Object Based DSMs • Let the programmer define the unit of sharing and then provide each shared object with something like load, modify and save methods. • They can eliminate false sharing, but they often aren’t as easy to use.
DIPC • Distributed Inter Process Communication • Page Based. • It’s an extension to the Linux Kernel Specifically it extends SYSTEM V IPC
SYSTEM V IPC? • Like an alternative to threads, it lets arbitrary unrelated processes work together. • Threads share the program's entire global space. • For shmem, processes explicitly declare what is shared. • SYSTEM V IPC also means messages and semaphores.
Basic idea //create an object to share volatile struct shared { int i; } *shared; //make the object shareable shmid = shmget(IPC_PRIVATE, sizeof(struct shared), (IPC_CREAT | 0600)); shared = ((volatile struct shared *) shmat(shmid, 0, 0)); shmctl(shmid, IPC_RMID, 0); //start children, now they don't have copies of “shared”, they all actually access the original one. fork() //all children can access the shared whenever they want shared->i = 0;
How would this change for DIPC? #define IPC_DIPC 00010000 shmid = shmget(IPC_PRIVATE, sizeof(struct shared), (IPC_CREAT | IPC_DIPC | 0600) ); //Same thing applies for semget and msgget.

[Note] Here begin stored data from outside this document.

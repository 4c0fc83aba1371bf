use std::fs;

use anyhow::anyhow;
use anyhow::Result;
use tracing_appender::non_blocking::WorkerGuard;
use tracing_subscriber::EnvFilter;

use crate::configuration::Config;
use crate::configuration::ConfigKey;

/// Sends tracing output to the configured log file. The terminal is owned by
/// the UI, so nothing is ever written to stdout or stderr. Keep the returned
/// guard alive until shutdown or buffered lines are lost.
pub fn init() -> Result<WorkerGuard> {
    let log_file = Config::log_file();
    let dir = log_file
        .parent()
        .ok_or_else(|| anyhow!("log file {} has no parent directory", log_file.display()))?;
    let file_name = log_file
        .file_name()
        .ok_or_else(|| anyhow!("log file {} has no file name", log_file.display()))?;
    fs::create_dir_all(dir)?;

    let appender = tracing_appender::rolling::never(dir, file_name);
    let (writer, guard) = tracing_appender::non_blocking(appender);

    let filter = EnvFilter::try_new(Config::get(ConfigKey::LogLevel))
        .unwrap_or_else(|_| EnvFilter::new("info"));

    tracing_subscriber::fmt()
        .with_env_filter(filter)
        .with_writer(writer)
        .with_ansi(false)
        .try_init()
        .map_err(|err| anyhow!(err))?;

    tracing::debug!(file = %log_file.display(), "logging initialised");

    return Ok(guard);
}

DIPC works by adding a small modification to the Linux kernel. The kernel looks for IPC_DIPC structures, and bumps them out to a user level daemon. Structures without the flag are treated normally. The daemon satisfies the request over the network, and then returns the data to the kernel. Which in turn returns the data to the user process.

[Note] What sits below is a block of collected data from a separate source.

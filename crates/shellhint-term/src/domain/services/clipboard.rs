use std::sync::mpsc as std_mpsc;
use std::thread;

use anyhow::anyhow;
use anyhow::bail;
use anyhow::Result;
use tokio::sync::oneshot;

struct ClipboardRequest {
    text: String,
    reply: oneshot::Sender<Result<(), String>>,
}

/// Owns the system clipboard on a dedicated thread. Some platforms drop the
/// copied text as soon as the owning handle goes away, so the handle lives as
/// long as the service does.
#[derive(Clone)]
pub struct ClipboardService {
    requests: std_mpsc::Sender<ClipboardRequest>,
}

impl ClipboardService {
    pub fn start() -> ClipboardService {
        let (tx, rx) = std_mpsc::channel::<ClipboardRequest>();

        thread::spawn(move || {
            let mut clipboard = match arboard::Clipboard::new() {
                Ok(clipboard) => Some(clipboard),
                Err(err) => {
                    tracing::warn!(error = %err, "clipboard unavailable");
                    None
                }
            };

            for request in rx {
                let res = match clipboard.as_mut() {
                    Some(clipboard) => clipboard
                        .set_text(request.text)
                        .map_err(|err| err.to_string()),
                    None => Err("no clipboard is available on this system".to_string()),
                };
                let _ = request.reply.send(res);
            }
        });

        return ClipboardService { requests: tx };
    }

    pub async fn set(&self, text: String) -> Result<()> {
        let (reply, rx) = oneshot::channel();
        self.requests
            .send(ClipboardRequest { text, reply })
            .map_err(|_| anyhow!("clipboard service stopped"))?;

        return match rx.await {
            Ok(Ok(())) => Ok(()),
            Ok(Err(err)) => bail!(err),
            Err(_) => bail!("clipboard service stopped"),
        };
    }
}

The great thing about DIPC is that it is very compatible with normal Linux. A DIPC program will run just fine on an isolated machine without DIPC, the flag will just be ignored. This means you can develop your software off the cluster and then just throw it on to make use of all the CPU's.
DIPC Problems? Does strict sequential consistency, which is very easy to use but wastes a lot of network traffic. The version for the 2.4.X kernel isn't finished yet.
Summary • CPU , COMMUNICATIONS • MP: PVM, MPI, SOCKETS • DSM: DIPC?, Quarks?, …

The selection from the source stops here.